C'è un prato artificiale, fuori dall'hotel. Si apre quadrato e confortevole sotto a una tettoia, offrendo un'isola felice all'attesa. Di fatto sembra perfetto per ripararci dalla pioggia sottile che inizia timida a scendere dal cielo andaluso. Il mare, a pochi metri, apre le narici di umidità e di sale. Qualcuno condivide aneddoti di concerti passati, qualcun altro vomita al riparo di un muretto tutti gli eccessi alcolici della notte prima. Sabato. Saremo una decina, né troppi né pochi. Resi silenziosi dal sonno che si addensa sotto le nostre palpebre, lo sguardo fisso sulla porta d'ingresso inspiegabilmente vittima dei flash di una comitiva giapponese. Seduta su quell'erba, una ragazza imbraccia la chitarra che vorrebbe farsi autografare. Intona brani del cantante che aspettiamo, intercalati ad altri degli Estopa o di Maldita Nerea. Attorno a lei, improvvisiamo cori a bassa voce, timorosi di essere cacciati dagli uomini in divisa da lavoro che, a intervalli regolari, fanno capolino dalla hall.
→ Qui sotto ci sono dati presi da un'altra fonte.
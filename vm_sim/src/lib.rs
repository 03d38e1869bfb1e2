#![cfg_attr(docsrs, feature(doc_cfg))]

//! vm_sim - Demand-paged virtual memory simulator
//! vm_sim - 请求分页虚拟内存模拟器

mod clock;
mod conf;
mod error;
mod mmu;
mod report;
mod run;
mod stat;
mod stop;

pub use clock::Clock;
pub use conf::{
  Cfg, Conf, Cost, DEFAULT_FAULT_NS, DEFAULT_FRAMES, DEFAULT_PACE, DEFAULT_RAM_NS, DEFAULT_TICK,
};
pub use error::{Error, Result};
pub use mmu::{Mmu, Outcome};
pub use report::Report;
pub use run::{PACE_PAUSE, drive, run, run_trace};
pub use stat::Stat;
pub use stop::Stop;
pub use vm_nru::Policy;
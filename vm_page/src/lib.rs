#![cfg_attr(docsrs, feature(doc_cfg))]

//! Page table and frame pool 页表与物理帧池

mod consts;
mod entry;
mod error;
mod pool;
mod table;

pub use consts::{FrameId, PageId};
pub use entry::Entry;
pub use error::{Error, Result};
pub use pool::FramePool;
pub use table::PageTable;
//! Lenient trace reader
//! 宽松的轨迹读取器
//!
//! Malformed lines are skipped with a warning, IO errors end iteration.
//! Lines are decoded lossily, invalid UTF-8 does not end iteration.
//! 格式错误的行记警告后跳过，IO 错误终止迭代。行按有损方式解码，非法 UTF-8 不终止迭代。

use std::{
  fs::File,
  io::{BufRead, BufReader},
  path::Path,
};

use crate::{Access, Header, Result, header::HEADER_LINES};

/// Trace over any buffered reader 基于任意缓冲读取器的轨迹
pub struct Trace<R> {
  header: Header,
  r: R,
  buf: Vec<u8>,
  /// Current line number, 1-based 当前行号，从 1 开始
  line_no: usize,
  parsed: u64,
  skipped: u64,
}

impl Trace<BufReader<File>> {
  /// Open trace file 打开轨迹文件
  pub fn open(path: impl AsRef<Path>) -> Result<Self> {
    Self::new(BufReader::new(File::open(path)?))
  }
}

impl<R: BufRead> Trace<R> {
  /// Read header, leave reader at the first reference line
  /// 读取头部，读取器停在第一条引用行
  pub fn new(mut r: R) -> Result<Self> {
    let header = Header::read(&mut r)?;
    Ok(Self {
      header,
      r,
      buf: Vec::new(),
      line_no: HEADER_LINES,
      parsed: 0,
      skipped: 0,
    })
  }

  #[inline]
  pub fn header(&self) -> &Header {
    &self.header
  }

  /// Accesses yielded so far 已产出的访问数
  #[inline]
  pub fn parsed(&self) -> u64 {
    self.parsed
  }

  /// Malformed lines skipped so far 已跳过的错误行数
  #[inline]
  pub fn skipped(&self) -> u64 {
    self.skipped
  }
}

impl<R: BufRead> Iterator for Trace<R> {
  type Item = Result<Access>;

  fn next(&mut self) -> Option<Self::Item> {
    loop {
      self.buf.clear();
      match self.r.read_until(b'\n', &mut self.buf) {
        Ok(0) => return None,
        Ok(_) => {}
        Err(e) => return Some(Err(e.into())),
      }
      self.line_no += 1;
      let line = String::from_utf8_lossy(&self.buf);
      if line.trim().is_empty() {
        continue;
      }
      match Access::parse(line.trim_end()) {
        Some(access) => {
          self.parsed += 1;
          return Some(Ok(access));
        }
        None => {
          self.skipped += 1;
          log::warn!("trace line {}: malformed, skip {:?}", self.line_no, line.trim_end());
        }
      }
    }
  }
}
“Sembra di essere a un pic nic”. Il pensiero mi coglie, improvviso ed allegro, mentre lo stomaco si gira nella direzione giusta, e neanche le nubi sembrano più essere in grado di guastare alcunchè. Mi coglie, soprattutto, in mezzo a riflessioni altre; al paradosso della vita, tutto bello incartato in una carta a pois. Perchè mioddio, mioddio, é davvero assurdo. Prima pensavo confermasse i sei gradi di separazione. Ma, dacché guardo Touch e sogno numeri, inizio a inquietarmi già un bel po'. Forse c'é un filo rosso. Forse c'é veramente, lí, a legarci tutti, a tessere le reti dei nostri personali destini. E io non lo so, quando accadrá, ma ho un'immagine mentale bella nitida qui dentro. Di poche cose sono certa a tal punto come del fatto che si materializzerá.
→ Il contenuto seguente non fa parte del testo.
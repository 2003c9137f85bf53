//! Conflict detection and resolution.
//!
//! A conflict is a local edit made since the last synced record while the
//! server reports a different revision for the same path. When one is found
//! the local copy is parked next to the original as
//! `name (conflict <device> <yyyy-mm-dd hhmmss>).ext`, an unresolved
//! [`ConflictRecord`] is stored, and the remote version takes the original
//! path. Nothing is merged and nothing is discarded until the user resolves.

use crate::cancel::CancelToken;
use crate::error::{SyncError, SyncResult};
use crate::model::{ConflictRecord, FileRecord, Resolution};
use crate::store::StateStore;
use crate::transfer::TransferEngine;
use crate::transport::{CommitOutcome, RemoteStore};
use crate::workspace::{LocalFileState, WorkspaceProvider};
use chrono::{DateTime, Utc};
use std::sync::Arc;
use threadsync_protocol::RemoteFile;
use tracing::info;

const MAX_NAME_ATTEMPTS: u32 = 1000;

/// How the local file relates to its stored record.
#[derive(Debug, Clone, PartialEq, Eq)]
pub enum LocalChange {
    /// No file at the path.
    Missing,
    /// Content matches the record.
    Unchanged,
    /// Content differs from the record.
    Modified(LocalFileState),
    /// A file exists but no record does.
    Untracked(LocalFileState),
}

impl LocalChange {
    fn sha256(&self) -> Option<&str> {
        match self {
            LocalChange::Modified(state) | LocalChange::Untracked(state) => {
                Some(state.sha256.as_str())
            }
            _ => None,
        }
    }
}

/// Remote side of a manifest item.
#[derive(Debug, Clone, Copy)]
pub enum RemoteChange<'a> {
    /// A live revision.
    Upsert(&'a RemoteFile),
    /// The path was deleted.
    Tombstone,
}

/// Decision for one manifest item.
#[derive(Debug, Clone, Copy, PartialEq, Eq)]
pub enum Verdict {
    /// The record already reflects the remote revision; nothing to do.
    Current,
    /// Local content already equals the remote version; only the record
    /// needs refreshing.
    InSync,
    /// Apply the remote change locally.
    RemoteOnly,
    /// The remote side is unchanged; a local edit waits for the push phase.
    LocalOnly,
    /// Both sides changed.
    Conflict,
}

/// Decides what to do with a manifest item.
pub fn classify(record: Option<&FileRecord>, local: &LocalChange, remote: RemoteChange<'_>) -> Verdict {
    let remote_unchanged = match (record, remote) {
        (Some(record), RemoteChange::Upsert(file)) => {
            record.last_synced_revision_id == file.revision_id
        }
        _ => false,
    };

    match (local, remote) {
        (LocalChange::Unchanged, _) if remote_unchanged => Verdict::Current,
        (LocalChange::Modified(_) | LocalChange::Missing, _) if remote_unchanged => {
            Verdict::LocalOnly
        }
        (LocalChange::Unchanged | LocalChange::Missing, _) => Verdict::RemoteOnly,
        (LocalChange::Modified(_) | LocalChange::Untracked(_), RemoteChange::Upsert(file)) => {
            if local.sha256() == Some(file.sha256.as_str()) {
                Verdict::InSync
            } else {
                Verdict::Conflict
            }
        }
        (LocalChange::Modified(_), RemoteChange::Tombstone) => Verdict::Conflict,
        // Never synced, so the deletion did not see it.
        (LocalChange::Untracked(_), RemoteChange::Tombstone) => Verdict::LocalOnly,
    }
}

/// Name of the parked copy of `path`.
///
/// `attempt` 1 is the plain name; later attempts add a counter inside the
/// parentheses.
pub fn conflict_file_name(path: &str, device: &str, at: DateTime<Utc>, attempt: u32) -> String {
    let (dir, file) = match path.rfind('/') {
        Some(i) => (&path[..=i], &path[i + 1..]),
        None => ("", path),
    };
    let (stem, ext) = match file.rfind('.') {
        Some(i) if i > 0 => (&file[..i], &file[i..]),
        _ => (file, ""),
    };
    let stamp = at.format("%Y-%m-%d %H%M%S");
    let device = sanitize_device(device);
    if attempt <= 1 {
        format!("{dir}{stem} (conflict {device} {stamp}){ext}")
    } else {
        format!("{dir}{stem} (conflict {device} {stamp} {attempt}){ext}")
    }
}

fn sanitize_device(device: &str) -> String {
    let cleaned: String = device
        .trim()
        .chars()
        .map(|c| {
            if c.is_alphanumeric() || c == '-' || c == '_' {
                c
            } else {
                '-'
            }
        })
        .collect();
    if cleaned.is_empty() {
        "device".to_string()
    } else {
        cleaned
    }
}

/// Detects, parks and resolves conflicts for one thread.
pub struct ConflictResolver<S: StateStore, W: WorkspaceProvider> {
    thread_id: String,
    device_id: String,
    store: Arc<S>,
    workspace: Arc<W>,
}

impl<S: StateStore, W: WorkspaceProvider> ConflictResolver<S, W> {
    /// Creates a resolver.
    pub fn new(
        thread_id: impl Into<String>,
        device_id: impl Into<String>,
        store: Arc<S>,
        workspace: Arc<W>,
    ) -> Self {
        Self {
            thread_id: thread_id.into(),
            device_id: device_id.into(),
            store,
            workspace,
        }
    }

    /// Compares the local file with its record.
    ///
    /// Size and mtime equal to the record count as unchanged without hashing.
    pub async fn local_change(&self, path: &str, record: Option<&FileRecord>) -> SyncResult<LocalChange> {
        let Some(meta) = self.workspace.metadata(&self.thread_id, path).await? else {
            return Ok(LocalChange::Missing);
        };
        if let Some(record) = record {
            if meta.size == record.size && meta.mtime_utc == record.mtime_utc {
                return Ok(LocalChange::Unchanged);
            }
        }
        let Some(state) = self.workspace.stat(&self.thread_id, path).await? else {
            return Ok(LocalChange::Missing);
        };
        Ok(match record {
            None => LocalChange::Untracked(state),
            Some(record) if record.sha256 == state.sha256 => LocalChange::Unchanged,
            Some(_) => LocalChange::Modified(state),
        })
    }

    /// Moves the local copy of `path` aside and records an unresolved
    /// conflict.
    pub async fn park(
        &self,
        path: &str,
        local_sha256: &str,
        record: Option<&FileRecord>,
        remote_revision: Option<String>,
    ) -> SyncResult<ConflictRecord> {
        let detected_at = Utc::now();
        let conflict_path = self.free_conflict_path(path, detected_at).await?;
        self.workspace
            .rename(&self.thread_id, path, &conflict_path)
            .await?;

        let conflict = ConflictRecord {
            path: path.to_string(),
            conflict_path,
            local_revision: record.map(|r| r.last_synced_revision_id.clone()),
            local_sha256: local_sha256.to_string(),
            remote_revision,
            detected_at,
            resolution: Resolution::Unresolved,
        };
        self.store.put_conflict(&self.thread_id, &conflict)?;
        info!(
            thread = %self.thread_id,
            path,
            conflict_path = %conflict.conflict_path,
            remote_revision = ?conflict.remote_revision,
            "conflict detected; local copy parked"
        );
        Ok(conflict)
    }

    async fn free_conflict_path(&self, path: &str, at: DateTime<Utc>) -> SyncResult<String> {
        for attempt in 1..=MAX_NAME_ATTEMPTS {
            let candidate = conflict_file_name(path, &self.device_id, at, attempt);
            if self
                .workspace
                .metadata(&self.thread_id, &candidate)
                .await?
                .is_none()
            {
                return Ok(candidate);
            }
        }
        Err(SyncError::InvalidPath(format!(
            "no free conflict name for {path}"
        )))
    }

    /// Returns true if `path` is the parked copy of an unresolved conflict.
    pub fn is_parked_copy(&self, path: &str) -> SyncResult<bool> {
        Ok(self
            .store
            .list_conflicts(&self.thread_id)?
            .iter()
            .any(|c| c.resolution == Resolution::Unresolved && c.conflict_path == path))
    }

    /// Applies a user decision to an unresolved conflict.
    ///
    /// `target` names the parked copy, or the original path when exactly one
    /// copy is parked for it.
    pub async fn resolve<R: RemoteStore>(
        &self,
        target: &str,
        resolution: Resolution,
        transfer: &TransferEngine<R, S>,
        cancel: &CancelToken,
    ) -> SyncResult<()> {
        let conflict = self.find_unresolved(target)?;

        match resolution {
            Resolution::Unresolved => {
                return Err(SyncError::InvalidStateTransition {
                    from: "unresolved".into(),
                    to: "unresolved".into(),
                });
            }
            Resolution::PickLocal => self.restore_local(&conflict, transfer, cancel).await?,
            Resolution::PickRemote => {
                self.workspace
                    .delete_file(&self.thread_id, &conflict.conflict_path)
                    .await?;
            }
            // The parked copy stays and is uploaded as a new file.
            Resolution::KeepBoth => {}
        }

        self.store
            .remove_conflict(&self.thread_id, &conflict.conflict_path)?;
        info!(
            thread = %self.thread_id,
            path = %conflict.path,
            conflict_path = %conflict.conflict_path,
            ?resolution,
            "conflict resolved"
        );
        Ok(())
    }

    fn find_unresolved(&self, target: &str) -> SyncResult<ConflictRecord> {
        let unresolved: Vec<ConflictRecord> = self
            .store
            .list_conflicts(&self.thread_id)?
            .into_iter()
            .filter(|c| c.resolution == Resolution::Unresolved)
            .collect();
        if let Some(conflict) = unresolved.iter().find(|c| c.conflict_path == target) {
            return Ok(conflict.clone());
        }

        let mut on_path: Vec<ConflictRecord> =
            unresolved.into_iter().filter(|c| c.path == target).collect();
        match on_path.len() {
            0 => Err(SyncError::ConflictNotFound(target.to_string())),
            1 => Ok(on_path.remove(0)),
            _ => Err(SyncError::AmbiguousConflict {
                path: target.to_string(),
                parked: on_path.into_iter().map(|c| c.conflict_path).collect(),
            }),
        }
    }

    async fn restore_local<R: RemoteStore>(
        &self,
        conflict: &ConflictRecord,
        transfer: &TransferEngine<R, S>,
        cancel: &CancelToken,
    ) -> SyncResult<()> {
        let path = conflict.path.as_str();
        let bytes = self
            .workspace
            .read_file(&self.thread_id, &conflict.conflict_path)
            .await?
            .ok_or_else(|| {
                SyncError::io(
                    conflict.conflict_path.clone(),
                    std::io::Error::from(std::io::ErrorKind::NotFound),
                )
            })?;
        let if_match = self
            .store
            .get_file_record(&self.thread_id, path)?
            .map(|r| r.last_synced_revision_id);

        let revision_id = match transfer
            .upload(path, &bytes, Utc::now(), if_match.as_deref(), cancel)
            .await?
        {
            CommitOutcome::Committed { revision_id } => revision_id,
            CommitOutcome::Conflict {
                current_revision_id,
            } => {
                return Err(SyncError::PreconditionFailed {
                    path: path.to_string(),
                    current_revision_id,
                })
            }
        };

        let state = self
            .workspace
            .write_file(&self.thread_id, path, &bytes)
            .await?;
        self.store.put_file_record(
            &self.thread_id,
            &FileRecord {
                path: path.to_string(),
                sha256: state.sha256,
                mtime_utc: state.mtime_utc,
                size: state.size,
                last_synced_revision_id: revision_id,
                pending_operation: None,
            },
        )?;
        self.workspace
            .delete_file(&self.thread_id, &conflict.conflict_path)
            .await
    }
}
Rabbrividisco, forse l'umiditá. Dani Martín. Ah, Dani Martín. Lui che sta riuscendo dove né note né vecchie amicizie erano arrivate prima. Lui che suo malgrado mi sta riavvicinando al mio passato musicale, o forse solamente amalgamandolo in tutt'uno. Ché in fondo lo sempre saputo, che era la stessa storia. Che era la stessa cosa. Cambia il nome e una lingua, nient'altro. Io non sono cambiata poi molto, da allora. O almeno, non quanto dovrei. Tocco quel pacchetto, fiocco stropicciato dentro alla mia borsa nera. Non so come né quando sia accaduto, che Cesare Cremonini diventasse il nostro punto di contatto. L'argomento su cui, ad ogni incontro, mi chiede di essere aggiornato. Non so come sia possibile che una mia vecchia domanda su Vorrei abbia avvicinato cosí tanto le due melodie che m'hanno fatto la vita. E a volte mi viene da chiedermi se io abbia, in qualche modo, “tradito” l'italiano. Se, viceversa. l'autoeleggermi, di botto, portavoce possa essere tacciato d'ipocrisia dal mondo che un giorno - dopo aver pianto in un teatro gremito- ho deciso di abbandonare. Riesco a chiedermi, persino, se non sia Dani a poter sentirsi geloso ogni volta che parlo o racconto del prima. E poi mi viene da ridere, persa nella mia stessa idiozia. Ché di nuovo penso a due cantanti come a delle specie di relazioni amorose. Il primo amore, Cesare, quello della prima volta e quello che non scordi mai. Il Grande Amore, Dani, che un po' sará sempre messo in paragone, eppure oggi scalda il cuore mille volte di piú. Patetica, ecco cosa sono. Ma forse ho solo sonno, chissá.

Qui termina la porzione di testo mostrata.